= Moby Project =

Collection of public-domain lexical resources

The Moby Project is a collection of public-domain lexical resources created by Grady Ward. The resources were dedicated to the public domain, and are now mirrored at Project Gutenberg. As of 2007, it contains the largest free phonetic database, with 177,267 words and corresponding pronunciations.

== Hyphenator ==
The Moby Hyphenator II contains hyphenations of 187,175 words and phrases (including 9,752 entries where no hyphenations are given, such as through and avoir). The character encoding appears to be MacRoman, and hyphenation is indicated by a bullet (•, character value 165 decimal, or A5 hexadecimal). Some entries, however, have a combination of actual hyphens and character 165, such as "bar•ber-sur•geon".

There is little to no documentation of the hyphenation choices made; the following examples might give some flavour of the style of hyphenation used: at•mos•phere; at•tend•ant; ca•pac•i•ty; un•col•or•a•ble.

== Languages ==
Moby Language II contains wordlists of five languages: French, German, Italian, Japanese, and Spanish. Their statistics are:

| Language | Words | Size (in bytes) |
|---|---|---|
| French | 138,257 | 1,524,757 |
| German | 159,809 | 2,055,986 |
| Italian | 60,453 | 561,981 |
| Japanese | 115,523 | 934,783 |
| Spanish | 86,059 | 850,523 |
| Total | 560,101 | 5,928,030 |

However, some of the lists are contaminated: for example, the Japanese list contains English words such as abnormal and non-words such as abcdefgh and m,./. There are also unusual peculiarities in the sorting of these lists, as the French list contains a straight alphabetical listing, while the German list contains the alphabetical listing of traditionally capitalized words and then the alphabetical listing of traditionally lower-cased words. The list of Italian words, however, contains no capitalized words whatsoever.

The lists do not use accented characters, so "e^tre" is how a user would look up the French word être ("to be").

== Part-of-Speech ==
Moby Part-of-Speech contains 233,356 words fully described by part(s) of speech, listed in priority order. The format of the file is word\parts-of-speech, with the following parts of speech being identified:

| Part-of-speech | Code |
|---|---|
| Noun | N |
| Plural | p |
| Noun phrase | h |
| Verb (usually participle) | V |
| Transitive verb | t |
| Intransitive verb | i |
| Adjective | A |
| Adverb | v |
| Conjunction | C |
| Preposition | P |
| Interjection | ! |
| Pronoun | r |
| Definite article | D |
| Indefinite article | I |
| Nominative | o |

== Pronunciator ==
The Moby Pronunciator II contains 177,267 entries with corresponding pronunciations.
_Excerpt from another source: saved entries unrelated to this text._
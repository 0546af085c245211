//! Storage backends for bucket state.
//!
//! A backend needs exactly one capability: atomically apply a GCRA delta to
//! a key and report the decision. The read of the stored TAT and the
//! conditional write must be indivisible with respect to concurrent calls on
//! the same key from any process, and `now` must come from the backend's own
//! clock so a fleet of callers with skewed clocks cannot skew the refill
//! rate.

use std::fmt;
use std::sync::Arc;
use std::time::Duration;

use async_trait::async_trait;
use dashmap::DashMap;
use dashmap::mapref::entry::Entry;

use crate::clock::{Clock, SystemClock};
use crate::error::RateLimitError;
use crate::gcra::{self, EpochMillis};

/// Decision returned by [`Storage::update`].
#[derive(Debug, Clone, Copy, PartialEq, Eq)]
pub struct UpdateResult {
    /// Whether the delta conformed to the bucket's quota.
    pub conforming: bool,
    /// Earliest instant at which the delta conforms; in the past or present
    /// when `conforming` is true, otherwise the advisory retry-at instant.
    pub time_to_act: EpochMillis,
}

/// A bucket state store with one atomic operation.
#[async_trait]
pub trait Storage: Send + Sync + fmt::Debug {
    /// Atomically apply `delta` tokens to `key` under the given quota and
    /// return the decision.
    ///
    /// On a conforming mutation the backend also refreshes the key's expiry
    /// to the persisted TAT, so idle and exhausted keys decay without an
    /// external reaper. Errors mean the backend was unreachable or
    /// misbehaved; they carry no quota verdict, and fail-open versus
    /// fail-closed is the caller's policy.
    async fn update(
        &self,
        key: &str,
        period: Duration,
        burst: u32,
        delta: f64,
    ) -> Result<UpdateResult, RateLimitError>;
}

/// In-memory backend for tests and single-process deployments.
///
/// Each key's read-modify-write happens under its [`DashMap`] entry lock, so
/// updates on the same key are atomic while distinct keys proceed fully in
/// parallel. The clock is injectable; the storage owns "now", callers never
/// supply it.
#[derive(Debug)]
pub struct MemoryStorage {
    buckets: DashMap<String, f64>,
    clock: Arc<dyn Clock>,
}

impl MemoryStorage {
    #[must_use]
    pub fn new() -> Self {
        Self::with_clock(Arc::new(SystemClock))
    }

    #[must_use]
    pub fn with_clock(clock: Arc<dyn Clock>) -> Self {
        Self {
            buckets: DashMap::new(),
            clock,
        }
    }

    /// Drop rows whose TAT already elapsed, mirroring the backend-native
    /// expiry of the Redis implementation. Call periodically in long-running
    /// processes to bound memory.
    pub fn sweep(&self) {
        let now = self.clock.now_millis() as f64;
        self.buckets.retain(|_, tat| *tat > now);
    }

    /// Number of live bucket rows, for monitoring.
    #[must_use]
    pub fn len(&self) -> usize {
        self.buckets.len()
    }

    #[must_use]
    pub fn is_empty(&self) -> bool {
        self.buckets.is_empty()
    }
}

impl Default for MemoryStorage {
    fn default() -> Self {
        Self::new()
    }
}

#[async_trait]
impl Storage for MemoryStorage {
    async fn update(
        &self,
        key: &str,
        period: Duration,
        burst: u32,
        delta: f64,
    ) -> Result<UpdateResult, RateLimitError> {
        let now = self.clock.now_millis() as f64;

        // The entry guard holds the shard lock for the whole decision.
        let outcome = match self.buckets.entry(key.to_owned()) {
            Entry::Occupied(mut entry) => {
                // An elapsed TAT is equivalent to an expired row.
                let stored = Some(*entry.get()).filter(|tat| *tat > now);
                let outcome = gcra::apply(stored, now, period, burst, delta);
                if let Some(tat) = outcome.new_tat {
                    *entry.get_mut() = tat;
                }
                outcome
            }
            Entry::Vacant(entry) => {
                let outcome = gcra::apply(None, now, period, burst, delta);
                if let Some(tat) = outcome.new_tat {
                    entry.insert(tat);
                }
                outcome
            }
        };

        Ok(UpdateResult {
            conforming: outcome.conforming,
            time_to_act: outcome.time_to_act.ceil() as EpochMillis,
        })
    }
}
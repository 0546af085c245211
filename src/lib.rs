//! Distributed GCRA rate limiting for identity flows.
//!
//! Quotas are enforced with the Generic Cell Rate Algorithm: per bucket the
//! backend stores a single scalar (the theoretical arrival time), updated in
//! one atomic step, which yields smooth token refill, burst tolerance and
//! correct behavior under concurrent callers across processes.
//!
//! The crate splits into three layers:
//!
//! - **Policy** ([`RateLimitGroup`], [`ResolveOptions`]): business-named
//!   limits (`authentication.password`, `messaging.sms`, ...) resolved
//!   against the configuration tree into concrete [`BucketSpec`]s, with
//!   per-dimension fallback and plan-level caps applied.
//! - **Limiter** ([`Limiter`]): the reservation API. Take tokens, get a
//!   [`Reservation`] receipt you can cancel on abort paths, or a
//!   [`FailedReservation`] carrying the advisory retry-at instant.
//! - **Storage** ([`Storage`]): one atomic operation, two backends.
//!   [`RedisStorage`] runs the decision as a server-side Lua script with
//!   server-authoritative time; [`MemoryStorage`] serves tests and
//!   single-process deployments with an injectable [`Clock`].
//!
//! ```no_run
//! use std::sync::Arc;
//! use std::time::Duration;
//!
//! use fleet_ratelimit::{
//!     BucketName, BucketSpec, Limiter, MemoryStorage, RateLimitConfig, RateLimitGroup,
//!     ReserveOutcome,
//! };
//!
//! # async fn demo() -> Result<(), fleet_ratelimit::RateLimitError> {
//! let limiter = Limiter::new(Arc::new(MemoryStorage::new()));
//!
//! let spec = BucketSpec::new(
//!     RateLimitGroup::AuthenticationPassword,
//!     &RateLimitConfig::new(Duration::from_secs(60), 10),
//!     BucketName::VerifyPasswordPerIP,
//!     vec!["1.2.3.4".to_owned()],
//! );
//!
//! match limiter.reserve(&spec).await? {
//!     ReserveOutcome::Conforming(mut reservation) => {
//!         // ... run the guarded operation; on an abort path:
//!         limiter.cancel(&mut reservation).await;
//!     }
//!     ReserveOutcome::Limited(failed) => return Err(failed.to_error()),
//! }
//! # Ok(())
//! # }
//! ```

mod bucket;
mod clock;
mod config;
mod error;
mod gcra;
mod limiter;
mod policy;
mod storage;
mod storage_redis;

pub use bucket::{BucketName, BucketSpec, RateLimitWeights};
pub use clock::{Clock, ManualClock, SystemClock};
pub use config::{
    AppConfig, AuthenticationRateLimits, FeatureConfig, ForgotPasswordChannelRateLimits,
    ForgotPasswordRateLimits, GlobalRateLimitEntry, GlobalRateLimits, MessagingRateLimits,
    OobOtpChannelRateLimits, OobOtpRateLimits, RateLimitConfig, RateLimitDimensions,
    VerificationChannelRateLimits, VerificationRateLimits,
};
pub use error::RateLimitError;
pub use gcra::EpochMillis;
pub use limiter::{FailedReservation, Limiter, Reservation, ReserveOutcome};
pub use policy::{Channel, RateLimitGroup, ResolveOptions};
pub use storage::{MemoryStorage, Storage, UpdateResult};
pub use storage_redis::RedisStorage;
//! Tests against a live Redis instance.
//!
//! Skipped unless `REDIS_URL` points at a disposable server, e.g.
//! `REDIS_URL=redis://127.0.0.1/ cargo test --test redis_backend`.
//!
//! These exercise what the in-memory backend cannot: the stored-state
//! tolerance of the Lua script. Keys holding foreign layouts (a plain
//! string, a hash without a `tat` field, a non-numeric `tat`) must behave
//! like fresh buckets and get replaced by the script's own layout on the
//! next conforming write.

use std::time::{Duration, SystemTime, UNIX_EPOCH};

use fleet_ratelimit::{RedisStorage, Storage};
use redis::aio::MultiplexedConnection;

const PERIOD: Duration = Duration::from_secs(20);
const BURST: u32 = 4;

async fn harness() -> Option<(MultiplexedConnection, RedisStorage)> {
    let url = std::env::var("REDIS_URL").ok()?;
    let client = redis::Client::open(url.as_str()).expect("invalid REDIS_URL");
    let conn = client
        .get_multiplexed_async_connection()
        .await
        .expect("redis unreachable");
    let storage = RedisStorage::connect(&url).await.expect("redis unreachable");
    Some((conn, storage))
}

/// A key no other test run has touched.
fn unique_key(tag: &str) -> String {
    let nanos = SystemTime::now()
        .duration_since(UNIX_EPOCH)
        .expect("clock before epoch")
        .as_nanos();
    format!("{tag}:{nanos}")
}

/// The documented storage namespace; raw writes in these tests plant
/// foreign state exactly where the script will look for it.
fn raw_key(key: &str) -> String {
    format!("rate-limit:{key}")
}

async fn drain_burst(storage: &RedisStorage, key: &str) {
    for i in 0..BURST {
        let result = storage.update(key, PERIOD, BURST, 1.0).await.unwrap();
        assert!(result.conforming, "draw {i} of {BURST} should conform");
    }
    let denied = storage.update(key, PERIOD, BURST, 1.0).await.unwrap();
    assert!(!denied.conforming, "draw past the burst should deny");
    assert!(denied.time_to_act > 0);
}

#[tokio::test]
async fn grants_exactly_the_burst_then_denies() {
    let Some((_, storage)) = harness().await else {
        return;
    };
    drain_burst(&storage, &unique_key("FreshBucket")).await;
}

#[tokio::test]
async fn wrong_typed_key_is_replaced_by_bucket_state() {
    let Some((mut conn, storage)) = harness().await else {
        return;
    };
    let key = unique_key("WrongTypedKey");

    // A plain string where the bucket hash should live; HGET on it raises
    // WRONGTYPE inside the script.
    let _: () = redis::cmd("SET")
        .arg(raw_key(&key))
        .arg("session-blob")
        .query_async(&mut conn)
        .await
        .unwrap();

    drain_burst(&storage, &key).await;

    // The foreign value is gone; the key now holds the bucket layout.
    let ty: String = redis::cmd("TYPE")
        .arg(raw_key(&key))
        .query_async(&mut conn)
        .await
        .unwrap();
    assert_eq!(ty, "hash");
    let stored: String = redis::cmd("HGET")
        .arg(raw_key(&key))
        .arg("tat")
        .query_async(&mut conn)
        .await
        .unwrap();
    assert!(stored.parse::<f64>().is_ok());
}

#[tokio::test]
async fn hash_without_tat_field_counts_as_idle() {
    let Some((mut conn, storage)) = harness().await else {
        return;
    };
    let key = unique_key("ForeignHash");

    let _: () = redis::cmd("HSET")
        .arg(raw_key(&key))
        .arg("count")
        .arg(42)
        .query_async(&mut conn)
        .await
        .unwrap();

    drain_burst(&storage, &key).await;
}

#[tokio::test]
async fn non_numeric_tat_counts_as_idle() {
    let Some((mut conn, storage)) = harness().await else {
        return;
    };
    let key = unique_key("CorruptTat");

    let _: () = redis::cmd("HSET")
        .arg(raw_key(&key))
        .arg("tat")
        .arg("garbage")
        .query_async(&mut conn)
        .await
        .unwrap();

    drain_burst(&storage, &key).await;

    // The corrupt value was overwritten with a parseable TAT.
    let stored: String = redis::cmd("HGET")
        .arg(raw_key(&key))
        .arg("tat")
        .query_async(&mut conn)
        .await
        .unwrap();
    assert!(stored.parse::<f64>().is_ok());
}
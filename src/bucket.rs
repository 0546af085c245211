//! Bucket identity and quota parameters.
//!
//! A [`BucketSpec`] is the full description of one rate-limited dimension:
//! a symbolic name, the ordered arguments that parameterize it (IP address,
//! user ID, ...), and the quota itself (`period` / `burst`). Specs are cheap
//! value objects built fresh for every check; the only durable state lives in
//! the storage backend under [`BucketSpec::key`].

use std::collections::HashMap;
use std::fmt;
use std::time::Duration;

use crate::config::{GlobalRateLimitEntry, RateLimitConfig};
use crate::policy::RateLimitGroup;

/// Separator between the bucket name and its arguments in the storage key.
const KEY_SEPARATOR: &str = ":";

/// Symbolic identifier of one rate-limited operation class.
///
/// The variant name is the wire-stable storage-key component and the
/// machine-readable reason attached to "too many requests" errors, so
/// renaming a variant is a breaking change for deployed state.
#[allow(clippy::upper_case_acronyms)]
#[derive(Debug, Clone, Copy, PartialEq, Eq, Hash)]
pub enum BucketName {
    SignupAnonymousPerIP,
    SignupPerIP,
    AccountEnumerationPerIP,

    OOBOTPTriggerEmailPerIP,
    OOBOTPTriggerSMSPerIP,
    OOBOTPTriggerWhatsappPerIP,
    OOBOTPTriggerEmailPerUser,
    OOBOTPTriggerSMSPerUser,
    OOBOTPTriggerWhatsappPerUser,
    OOBOTPValidateEmailPerIP,
    OOBOTPValidateSMSPerIP,
    OOBOTPValidateWhatsappPerIP,
    OOBOTPValidateEmailPerUserPerIP,
    OOBOTPValidateSMSPerUserPerIP,
    OOBOTPValidateWhatsappPerUserPerIP,

    VerificationTriggerEmailPerIP,
    VerificationTriggerSMSPerIP,
    VerificationTriggerWhatsappPerIP,
    VerificationTriggerEmailPerUser,
    VerificationTriggerSMSPerUser,
    VerificationTriggerWhatsappPerUser,
    VerificationValidateEmailPerIP,
    VerificationValidateSMSPerIP,
    VerificationValidateWhatsappPerIP,

    VerifyPasswordPerIP,
    VerifyPasswordPerUserPerIP,
    VerifyTOTPPerIP,
    VerifyTOTPPerUserPerIP,
    VerifyPasskeyPerIP,
    VerifyRecoveryCodePerIP,
    VerifyRecoveryCodePerUserPerIP,
    VerifyDeviceTokenPerIP,
    VerifyDeviceTokenPerUserPerIP,
    VerifySIWEPerIP,

    ForgotPasswordTriggerEmailPerIP,
    ForgotPasswordTriggerSMSPerIP,
    ForgotPasswordTriggerWhatsappPerIP,
    ForgotPasswordValidateEmailPerIP,
    ForgotPasswordValidateSMSPerIP,
    ForgotPasswordValidateWhatsappPerIP,

    MessagingSMS,
    MessagingSMSPerIP,
    MessagingSMSPerTarget,
    MessagingEmail,
    MessagingEmailPerIP,
    MessagingEmailPerTarget,

    OAuthTokenClientCredentialsPerClient,
    OAuthTokenClientCredentialsPerProject,
}

impl fmt::Display for BucketName {
    fn fmt(&self, f: &mut fmt::Formatter<'_>) -> fmt::Result {
        // Variant names are the stable identifiers.
        write!(f, "{self:?}")
    }
}

/// Immutable description of one quota dimension.
///
/// Two specs with equal name and arguments always resolve to the same stored
/// quota state; different arguments resolve to fully independent state.
#[derive(Debug, Clone, PartialEq)]
pub struct BucketSpec {
    /// The rate-limit group this bucket belongs to, used for weight lookup.
    pub group: RateLimitGroup,
    pub name: BucketName,
    /// Ordered, order-significant parameters; part of the storage key.
    pub arguments: Vec<String>,
    /// Whether this spec uses the shared GCRA accounting path. Always true
    /// for specs built by policy resolution; the limiter refuses specs that
    /// are not.
    pub is_global: bool,
    /// A disabled spec is a permanent no-op: it always conforms and nothing
    /// is stored.
    pub enabled: bool,
    /// Refill period. Together with `burst` this defines the steady-state
    /// rate (`burst` tokens per `period`).
    pub period: Duration,
    /// Maximum number of tokens obtainable in one period.
    pub burst: u32,
}

impl BucketSpec {
    /// Build a spec from an app-level quota config entry.
    ///
    /// The spec is enabled only when the config says `enabled: true`
    /// explicitly and carries a usable period; anything else yields a
    /// permanent no-op spec.
    pub fn new(
        group: RateLimitGroup,
        config: &RateLimitConfig,
        name: BucketName,
        arguments: Vec<String>,
    ) -> Self {
        let enabled = config.enabled == Some(true) && !config.period.is_zero();
        Self {
            group,
            name,
            arguments,
            is_global: true,
            enabled,
            period: config.period,
            burst: config.burst(),
        }
    }

    /// Build a spec from a deployment-wide (environment) quota entry.
    pub fn global(
        group: RateLimitGroup,
        entry: &GlobalRateLimitEntry,
        name: BucketName,
        arguments: Vec<String>,
    ) -> Self {
        Self {
            group,
            name,
            arguments,
            is_global: true,
            enabled: entry.enabled && !entry.period.is_zero(),
            period: entry.period,
            burst: entry.burst.max(1),
        }
    }

    /// A spec that never limits anything.
    #[must_use]
    pub fn disabled(group: RateLimitGroup, name: BucketName) -> Self {
        Self {
            group,
            name,
            arguments: Vec::new(),
            is_global: true,
            enabled: false,
            period: Duration::ZERO,
            burst: 0,
        }
    }

    /// The storage row identity: name and arguments joined by `:`.
    #[must_use]
    pub fn key(&self) -> String {
        let mut key = self.name.to_string();
        for arg in &self.arguments {
            key.push_str(KEY_SEPARATOR);
            key.push_str(arg);
        }
        key
    }
}

/// Per-request weight overrides, keyed by rate-limit group.
///
/// A weight scales how many tokens one logical request costs. Passed
/// explicitly to [`Limiter::reserve_weighted`](crate::Limiter::reserve_weighted);
/// groups without an entry cost the default weight of 1.
#[derive(Debug, Clone, Default)]
pub struct RateLimitWeights(HashMap<RateLimitGroup, f64>);

impl RateLimitWeights {
    #[must_use]
    pub fn new() -> Self {
        Self::default()
    }

    /// Set the weight for a group. Negative weights are clamped to zero on
    /// resolution.
    pub fn set(&mut self, group: RateLimitGroup, weight: f64) -> &mut Self {
        self.0.insert(group, weight);
        self
    }

    pub(crate) fn get(&self, group: RateLimitGroup) -> Option<f64> {
        self.0.get(&group).copied()
    }
}
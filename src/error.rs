//! Error types for rate limiting.

use thiserror::Error;

use crate::bucket::BucketName;
use crate::gcra::EpochMillis;

/// Errors surfaced by the limiter.
///
/// Quota denials and backend failures are deliberately distinct: a denial is
/// an expected domain outcome carrying a machine-readable bucket name, while
/// a backend error says nothing about quota. The library never decides
/// fail-open versus fail-closed on backend errors; that policy belongs to
/// the caller.
#[derive(Debug, Error)]
pub enum RateLimitError {
    /// The operation exceeded the quota of the named bucket.
    #[error("request rate limited by bucket {bucket}")]
    RateLimited {
        /// Symbolic name of the bucket that denied the request.
        bucket: BucketName,
        /// Earliest instant (epoch millis) at which a retry can conform.
        time_to_act: EpochMillis,
    },

    /// Talking to the storage backend failed.
    #[error("rate limit backend error")]
    Backend(#[source] Box<dyn std::error::Error + Send + Sync>),
}

impl RateLimitError {
    /// Wrap a backend failure.
    pub fn backend<E>(err: E) -> Self
    where
        E: std::error::Error + Send + Sync + 'static,
    {
        Self::Backend(Box::new(err))
    }

    /// Whether this error is a quota denial (as opposed to a backend
    /// failure).
    #[must_use]
    pub fn is_rate_limited(&self) -> bool {
        matches!(self, Self::RateLimited { .. })
    }
}
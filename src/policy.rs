//! Policy resolution: abstract rate-limit groups to concrete bucket specs.
//!
//! Business code never builds a [`BucketSpec`] by hand. It names a
//! [`RateLimitGroup`] (e.g. `authentication.password`), hands over the
//! request context, and gets back the ordered list of specs to enforce with
//! AND semantics: every spec must independently conform, and any specs
//! already reserved before a later one fails must be canceled by the caller.
//!
//! Resolution applies a per-dimension fallback chain: an unspecified
//! dimension entry inherits the category-general entry, an explicitly
//! disabled entry stays disabled without fallback, and a dimension with no
//! applicable config (or no identifier in the context) is simply absent from
//! the result.

use std::fmt;
use std::time::Duration;

use crate::bucket::{BucketName, BucketSpec, RateLimitWeights};
use crate::config::{AppConfig, FeatureConfig, GlobalRateLimits, RateLimitConfig};

/// Delivery channel for out-of-band codes and messages.
#[derive(Debug, Clone, Copy, PartialEq, Eq, Hash)]
pub enum Channel {
    Email,
    Sms,
    Whatsapp,
}

/// Abstract, business-named rate limits.
#[derive(Debug, Clone, Copy, PartialEq, Eq, Hash)]
pub enum RateLimitGroup {
    /// Fallback for the verify-style authentication limits; resolving it
    /// directly is a wiring bug.
    AuthenticationGeneral,
    AuthenticationPassword,
    AuthenticationOobOtpEmailTrigger,
    AuthenticationOobOtpEmailValidate,
    AuthenticationOobOtpSmsTrigger,
    AuthenticationOobOtpSmsValidate,
    AuthenticationTotp,
    AuthenticationRecoveryCode,
    AuthenticationDeviceToken,
    AuthenticationPasskey,
    AuthenticationSiwe,
    AuthenticationSignup,
    AuthenticationSignupAnonymous,
    AuthenticationAccountEnumeration,

    VerificationEmailTrigger,
    VerificationEmailValidate,
    VerificationSmsTrigger,
    VerificationSmsValidate,

    ForgotPasswordEmailTrigger,
    ForgotPasswordEmailValidate,
    ForgotPasswordSmsTrigger,
    ForgotPasswordSmsValidate,

    MessagingSms,
    MessagingEmail,

    OAuthTokenClientCredentials,
}

/// Request context consumed by [`RateLimitGroup::resolve_bucket_specs`].
///
/// Optional fields gate their dimensions: a per-user bucket is only produced
/// when `user_id` is present, a per-client bucket when `client_id` is.
#[derive(Debug, Clone, Default)]
pub struct ResolveOptions {
    pub ip_address: String,
    pub user_id: Option<String>,
    /// Disambiguates OTP buckets sharing a channel (login vs. reauth etc.).
    pub purpose: String,
    pub channel: Option<Channel>,
    /// Message recipient (email address / phone number) for per-target
    /// messaging buckets.
    pub target: String,
    pub client_id: Option<String>,
}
Most of the entries describe a single word, but approximately 79,000 contain hyphenated or multiple word phrases, names, or lexemes. The Project Gutenberg distribution also contains a copy of the cmudict v0.3. The file contains lines of the format word[/part-of-speech] pronunciation. Each line is ended with the ASCII carriage return character (CR, '\r', 0x0D, 13 in decimal).

The word field can include apostrophes (e.g. isn't), hyphens (e.g. able-bodied), and multiple words separated by underscores (e.g. monkey_wrench). Non-English words are generally rendered, as stated in the documentation, without accents or other diacritical marks. However, in 36 entries (e.g. São_Miguel), some non-ASCII accented characters remain, represented using Mac OS Roman encoding.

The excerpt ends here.